** Data extract **
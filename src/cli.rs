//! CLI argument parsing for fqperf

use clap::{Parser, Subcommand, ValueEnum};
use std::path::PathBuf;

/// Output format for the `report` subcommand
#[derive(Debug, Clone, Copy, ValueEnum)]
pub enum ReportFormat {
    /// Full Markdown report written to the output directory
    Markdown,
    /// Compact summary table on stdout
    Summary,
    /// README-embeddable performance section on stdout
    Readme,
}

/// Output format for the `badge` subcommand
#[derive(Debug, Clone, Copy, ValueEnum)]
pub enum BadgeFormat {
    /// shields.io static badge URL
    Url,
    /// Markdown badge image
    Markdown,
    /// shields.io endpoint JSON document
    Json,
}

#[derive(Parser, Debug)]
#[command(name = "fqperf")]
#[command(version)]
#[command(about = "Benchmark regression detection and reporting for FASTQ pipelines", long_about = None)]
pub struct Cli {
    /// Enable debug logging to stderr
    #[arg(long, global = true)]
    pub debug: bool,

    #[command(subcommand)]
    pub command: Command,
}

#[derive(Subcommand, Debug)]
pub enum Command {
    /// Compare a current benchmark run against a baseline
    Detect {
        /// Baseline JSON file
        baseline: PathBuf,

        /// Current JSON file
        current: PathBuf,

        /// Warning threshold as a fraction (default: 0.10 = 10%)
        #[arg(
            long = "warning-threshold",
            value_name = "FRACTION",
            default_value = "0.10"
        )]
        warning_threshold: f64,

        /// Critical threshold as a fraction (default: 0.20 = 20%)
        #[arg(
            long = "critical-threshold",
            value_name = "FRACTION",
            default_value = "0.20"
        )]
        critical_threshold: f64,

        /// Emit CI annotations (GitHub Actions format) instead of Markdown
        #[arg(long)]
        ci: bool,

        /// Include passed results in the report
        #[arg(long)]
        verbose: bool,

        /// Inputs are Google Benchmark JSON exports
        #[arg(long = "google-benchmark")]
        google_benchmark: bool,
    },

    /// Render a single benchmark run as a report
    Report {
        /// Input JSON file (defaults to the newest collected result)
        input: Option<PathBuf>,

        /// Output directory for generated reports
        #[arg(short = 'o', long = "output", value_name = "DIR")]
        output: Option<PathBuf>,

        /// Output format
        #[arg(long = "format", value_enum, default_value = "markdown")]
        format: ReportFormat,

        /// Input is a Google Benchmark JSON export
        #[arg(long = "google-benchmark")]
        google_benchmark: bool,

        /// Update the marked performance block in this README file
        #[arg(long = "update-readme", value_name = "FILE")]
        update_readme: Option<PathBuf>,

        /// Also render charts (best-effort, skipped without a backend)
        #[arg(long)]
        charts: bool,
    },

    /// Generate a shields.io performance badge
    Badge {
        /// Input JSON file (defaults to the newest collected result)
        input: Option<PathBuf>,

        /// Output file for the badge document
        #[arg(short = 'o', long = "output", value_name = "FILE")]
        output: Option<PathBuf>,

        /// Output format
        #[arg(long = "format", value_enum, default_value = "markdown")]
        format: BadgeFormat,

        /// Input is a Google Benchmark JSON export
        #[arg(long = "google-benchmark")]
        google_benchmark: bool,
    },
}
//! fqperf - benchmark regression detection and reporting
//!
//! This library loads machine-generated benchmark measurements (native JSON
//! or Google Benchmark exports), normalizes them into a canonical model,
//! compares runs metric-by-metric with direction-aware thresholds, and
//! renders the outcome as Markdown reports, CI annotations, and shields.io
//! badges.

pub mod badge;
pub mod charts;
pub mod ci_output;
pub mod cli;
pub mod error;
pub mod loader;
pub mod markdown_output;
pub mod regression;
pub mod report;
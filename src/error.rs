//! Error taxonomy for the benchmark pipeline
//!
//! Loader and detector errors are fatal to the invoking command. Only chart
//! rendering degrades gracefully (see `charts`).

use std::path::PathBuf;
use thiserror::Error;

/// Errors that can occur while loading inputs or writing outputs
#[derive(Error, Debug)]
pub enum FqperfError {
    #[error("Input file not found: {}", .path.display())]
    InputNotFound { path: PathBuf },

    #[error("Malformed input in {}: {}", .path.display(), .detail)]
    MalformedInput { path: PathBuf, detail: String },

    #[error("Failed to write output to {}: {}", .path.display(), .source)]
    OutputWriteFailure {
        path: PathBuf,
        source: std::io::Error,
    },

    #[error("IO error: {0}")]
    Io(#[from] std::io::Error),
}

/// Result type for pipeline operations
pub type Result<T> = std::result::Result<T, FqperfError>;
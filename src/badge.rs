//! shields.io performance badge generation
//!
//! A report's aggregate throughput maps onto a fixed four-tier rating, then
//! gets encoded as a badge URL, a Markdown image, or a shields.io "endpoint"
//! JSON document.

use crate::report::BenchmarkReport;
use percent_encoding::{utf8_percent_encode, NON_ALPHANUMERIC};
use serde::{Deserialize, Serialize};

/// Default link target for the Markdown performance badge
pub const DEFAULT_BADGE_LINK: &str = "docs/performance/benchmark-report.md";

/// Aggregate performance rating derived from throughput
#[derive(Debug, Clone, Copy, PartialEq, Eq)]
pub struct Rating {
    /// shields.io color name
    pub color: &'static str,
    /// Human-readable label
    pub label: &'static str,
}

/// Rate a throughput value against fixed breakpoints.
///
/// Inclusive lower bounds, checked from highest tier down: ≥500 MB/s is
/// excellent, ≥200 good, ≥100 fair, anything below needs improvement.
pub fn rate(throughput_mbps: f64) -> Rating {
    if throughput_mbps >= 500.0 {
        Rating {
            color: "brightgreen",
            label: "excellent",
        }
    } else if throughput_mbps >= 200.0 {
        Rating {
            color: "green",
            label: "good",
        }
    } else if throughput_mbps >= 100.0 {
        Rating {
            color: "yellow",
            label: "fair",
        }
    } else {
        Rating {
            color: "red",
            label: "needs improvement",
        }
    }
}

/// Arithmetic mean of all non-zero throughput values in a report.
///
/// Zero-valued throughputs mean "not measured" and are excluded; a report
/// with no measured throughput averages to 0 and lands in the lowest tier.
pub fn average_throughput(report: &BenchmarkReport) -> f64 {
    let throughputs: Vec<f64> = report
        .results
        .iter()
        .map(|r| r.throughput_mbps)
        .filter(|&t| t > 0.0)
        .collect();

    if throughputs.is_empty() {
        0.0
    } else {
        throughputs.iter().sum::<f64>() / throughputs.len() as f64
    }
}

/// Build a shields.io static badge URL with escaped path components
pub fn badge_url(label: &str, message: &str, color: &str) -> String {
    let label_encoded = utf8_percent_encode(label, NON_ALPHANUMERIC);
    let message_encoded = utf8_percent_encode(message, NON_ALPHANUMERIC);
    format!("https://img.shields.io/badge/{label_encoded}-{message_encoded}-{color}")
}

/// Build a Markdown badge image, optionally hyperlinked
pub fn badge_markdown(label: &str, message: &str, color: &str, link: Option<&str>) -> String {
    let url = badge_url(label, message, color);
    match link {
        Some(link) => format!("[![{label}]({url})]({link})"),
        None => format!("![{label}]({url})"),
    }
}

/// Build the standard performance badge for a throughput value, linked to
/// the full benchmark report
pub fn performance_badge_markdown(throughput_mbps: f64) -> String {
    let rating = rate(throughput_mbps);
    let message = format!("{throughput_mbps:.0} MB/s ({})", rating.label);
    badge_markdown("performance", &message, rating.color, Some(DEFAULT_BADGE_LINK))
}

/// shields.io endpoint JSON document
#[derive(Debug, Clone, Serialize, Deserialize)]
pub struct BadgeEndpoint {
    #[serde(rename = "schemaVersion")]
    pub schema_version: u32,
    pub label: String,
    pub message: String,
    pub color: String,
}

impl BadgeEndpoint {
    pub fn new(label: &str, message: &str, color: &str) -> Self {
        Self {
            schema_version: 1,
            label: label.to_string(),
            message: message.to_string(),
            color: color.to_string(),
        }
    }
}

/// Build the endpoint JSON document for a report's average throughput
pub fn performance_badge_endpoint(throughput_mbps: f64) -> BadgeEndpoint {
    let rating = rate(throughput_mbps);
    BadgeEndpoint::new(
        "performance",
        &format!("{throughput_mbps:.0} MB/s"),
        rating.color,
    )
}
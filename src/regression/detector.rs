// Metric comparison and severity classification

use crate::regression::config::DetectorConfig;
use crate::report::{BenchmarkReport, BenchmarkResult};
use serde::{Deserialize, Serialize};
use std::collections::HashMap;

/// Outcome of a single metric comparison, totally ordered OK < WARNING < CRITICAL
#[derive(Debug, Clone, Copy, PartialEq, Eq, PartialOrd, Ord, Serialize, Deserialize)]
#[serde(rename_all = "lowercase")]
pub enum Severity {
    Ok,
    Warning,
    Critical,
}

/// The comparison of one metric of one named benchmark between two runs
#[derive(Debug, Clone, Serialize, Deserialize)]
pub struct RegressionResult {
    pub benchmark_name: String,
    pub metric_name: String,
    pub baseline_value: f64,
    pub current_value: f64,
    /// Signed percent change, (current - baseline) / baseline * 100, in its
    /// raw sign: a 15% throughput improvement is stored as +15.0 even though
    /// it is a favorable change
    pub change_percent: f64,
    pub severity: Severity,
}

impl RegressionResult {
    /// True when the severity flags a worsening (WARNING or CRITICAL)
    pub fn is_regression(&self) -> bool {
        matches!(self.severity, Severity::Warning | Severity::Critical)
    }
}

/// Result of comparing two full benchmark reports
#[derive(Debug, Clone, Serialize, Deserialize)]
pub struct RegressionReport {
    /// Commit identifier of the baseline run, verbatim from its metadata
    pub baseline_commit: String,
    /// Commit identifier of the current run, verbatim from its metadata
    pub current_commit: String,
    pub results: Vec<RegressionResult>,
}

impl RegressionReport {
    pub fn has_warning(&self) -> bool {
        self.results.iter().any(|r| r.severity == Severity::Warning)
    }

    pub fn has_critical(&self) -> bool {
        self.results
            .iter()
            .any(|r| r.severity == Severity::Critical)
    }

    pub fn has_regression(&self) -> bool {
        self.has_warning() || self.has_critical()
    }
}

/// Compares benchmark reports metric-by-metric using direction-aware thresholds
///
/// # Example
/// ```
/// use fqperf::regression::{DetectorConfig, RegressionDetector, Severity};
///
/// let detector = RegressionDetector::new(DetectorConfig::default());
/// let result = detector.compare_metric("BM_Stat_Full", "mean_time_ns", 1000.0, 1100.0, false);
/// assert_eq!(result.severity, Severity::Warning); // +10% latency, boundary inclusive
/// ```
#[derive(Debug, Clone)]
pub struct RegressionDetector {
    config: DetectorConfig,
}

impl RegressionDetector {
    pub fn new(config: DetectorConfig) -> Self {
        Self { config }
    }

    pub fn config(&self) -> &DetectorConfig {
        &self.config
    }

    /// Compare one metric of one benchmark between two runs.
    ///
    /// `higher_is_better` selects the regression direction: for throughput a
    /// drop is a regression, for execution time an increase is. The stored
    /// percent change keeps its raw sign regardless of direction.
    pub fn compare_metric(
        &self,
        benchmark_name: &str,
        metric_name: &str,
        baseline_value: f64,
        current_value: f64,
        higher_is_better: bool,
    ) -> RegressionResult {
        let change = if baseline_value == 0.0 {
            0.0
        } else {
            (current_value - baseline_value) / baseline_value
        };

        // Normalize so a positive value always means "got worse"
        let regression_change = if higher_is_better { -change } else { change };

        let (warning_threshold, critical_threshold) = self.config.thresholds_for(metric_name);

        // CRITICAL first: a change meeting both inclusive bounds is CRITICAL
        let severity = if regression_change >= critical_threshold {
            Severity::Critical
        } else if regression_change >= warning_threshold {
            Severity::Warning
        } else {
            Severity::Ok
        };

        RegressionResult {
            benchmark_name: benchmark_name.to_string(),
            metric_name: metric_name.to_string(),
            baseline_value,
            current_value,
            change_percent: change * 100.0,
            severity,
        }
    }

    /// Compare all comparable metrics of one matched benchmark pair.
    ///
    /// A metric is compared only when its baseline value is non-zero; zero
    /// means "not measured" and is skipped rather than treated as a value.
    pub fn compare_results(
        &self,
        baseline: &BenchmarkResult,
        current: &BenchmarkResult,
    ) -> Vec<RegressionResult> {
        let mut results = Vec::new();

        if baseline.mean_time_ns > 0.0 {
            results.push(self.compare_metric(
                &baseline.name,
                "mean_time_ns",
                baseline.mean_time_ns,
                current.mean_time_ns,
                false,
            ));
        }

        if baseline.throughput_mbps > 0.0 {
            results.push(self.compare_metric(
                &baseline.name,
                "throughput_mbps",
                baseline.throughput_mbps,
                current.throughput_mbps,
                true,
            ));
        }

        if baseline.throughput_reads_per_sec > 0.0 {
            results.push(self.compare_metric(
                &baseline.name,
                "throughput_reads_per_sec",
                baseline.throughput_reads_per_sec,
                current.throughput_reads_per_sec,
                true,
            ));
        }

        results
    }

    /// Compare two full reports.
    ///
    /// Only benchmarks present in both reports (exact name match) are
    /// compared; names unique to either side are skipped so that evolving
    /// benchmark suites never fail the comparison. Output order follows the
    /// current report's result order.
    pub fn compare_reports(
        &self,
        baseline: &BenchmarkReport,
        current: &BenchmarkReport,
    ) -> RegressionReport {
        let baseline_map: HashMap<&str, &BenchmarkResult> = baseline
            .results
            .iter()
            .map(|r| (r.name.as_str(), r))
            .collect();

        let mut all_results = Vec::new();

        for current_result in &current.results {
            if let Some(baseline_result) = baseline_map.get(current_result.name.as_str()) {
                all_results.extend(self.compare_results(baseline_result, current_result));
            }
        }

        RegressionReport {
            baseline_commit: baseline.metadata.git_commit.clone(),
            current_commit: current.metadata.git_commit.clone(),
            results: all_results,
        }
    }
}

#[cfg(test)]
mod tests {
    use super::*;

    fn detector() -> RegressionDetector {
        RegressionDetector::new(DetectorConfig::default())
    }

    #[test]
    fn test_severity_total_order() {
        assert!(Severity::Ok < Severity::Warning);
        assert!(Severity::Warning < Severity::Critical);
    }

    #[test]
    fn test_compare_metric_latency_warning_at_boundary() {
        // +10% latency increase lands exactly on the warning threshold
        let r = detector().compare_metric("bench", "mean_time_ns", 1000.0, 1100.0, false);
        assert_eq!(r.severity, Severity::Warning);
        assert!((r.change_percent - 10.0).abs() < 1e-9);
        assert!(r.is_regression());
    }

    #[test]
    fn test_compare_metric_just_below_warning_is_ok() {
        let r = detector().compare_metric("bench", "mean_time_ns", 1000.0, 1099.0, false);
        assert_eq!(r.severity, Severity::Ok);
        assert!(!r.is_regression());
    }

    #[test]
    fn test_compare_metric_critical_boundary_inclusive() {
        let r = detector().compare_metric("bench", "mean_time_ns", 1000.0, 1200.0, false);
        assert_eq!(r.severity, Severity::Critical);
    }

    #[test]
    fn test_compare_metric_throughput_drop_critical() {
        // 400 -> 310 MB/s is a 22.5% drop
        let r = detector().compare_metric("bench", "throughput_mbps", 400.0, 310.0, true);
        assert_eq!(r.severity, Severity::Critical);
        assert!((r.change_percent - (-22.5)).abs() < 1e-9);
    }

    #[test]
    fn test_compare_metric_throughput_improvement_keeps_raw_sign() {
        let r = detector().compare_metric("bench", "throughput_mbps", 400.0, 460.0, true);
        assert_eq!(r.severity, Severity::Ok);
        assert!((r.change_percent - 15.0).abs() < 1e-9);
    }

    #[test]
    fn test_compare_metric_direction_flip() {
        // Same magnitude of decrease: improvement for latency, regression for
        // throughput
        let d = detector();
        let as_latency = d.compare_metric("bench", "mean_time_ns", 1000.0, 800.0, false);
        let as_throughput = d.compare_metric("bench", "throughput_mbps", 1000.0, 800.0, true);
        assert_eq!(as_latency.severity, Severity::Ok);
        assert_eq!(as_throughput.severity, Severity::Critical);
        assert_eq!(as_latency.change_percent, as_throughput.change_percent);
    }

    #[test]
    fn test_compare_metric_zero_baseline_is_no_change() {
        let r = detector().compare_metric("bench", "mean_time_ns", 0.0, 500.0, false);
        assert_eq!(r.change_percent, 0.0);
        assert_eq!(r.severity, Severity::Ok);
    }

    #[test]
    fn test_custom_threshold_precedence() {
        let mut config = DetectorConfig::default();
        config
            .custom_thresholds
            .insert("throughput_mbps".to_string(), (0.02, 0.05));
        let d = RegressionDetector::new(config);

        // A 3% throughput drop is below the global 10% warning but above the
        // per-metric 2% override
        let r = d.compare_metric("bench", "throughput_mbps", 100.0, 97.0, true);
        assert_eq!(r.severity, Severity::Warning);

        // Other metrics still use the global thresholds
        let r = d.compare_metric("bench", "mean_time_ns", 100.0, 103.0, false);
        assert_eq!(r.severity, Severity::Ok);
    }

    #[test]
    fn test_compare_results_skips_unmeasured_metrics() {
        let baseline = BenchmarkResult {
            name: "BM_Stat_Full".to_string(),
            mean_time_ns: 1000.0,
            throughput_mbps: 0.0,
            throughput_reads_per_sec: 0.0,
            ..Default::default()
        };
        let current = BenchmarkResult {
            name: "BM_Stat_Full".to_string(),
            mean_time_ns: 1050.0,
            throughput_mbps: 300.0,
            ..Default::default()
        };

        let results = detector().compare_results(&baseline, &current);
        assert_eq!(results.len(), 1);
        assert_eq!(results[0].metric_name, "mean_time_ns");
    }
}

** Action item **
Find the word "both" in the entries above and gather every line that holds it.

** Task answer **
        // CRITICAL first: a change meeting both inclusive bounds is CRITICAL
    /// Only benchmarks present in both reports (exact name match) are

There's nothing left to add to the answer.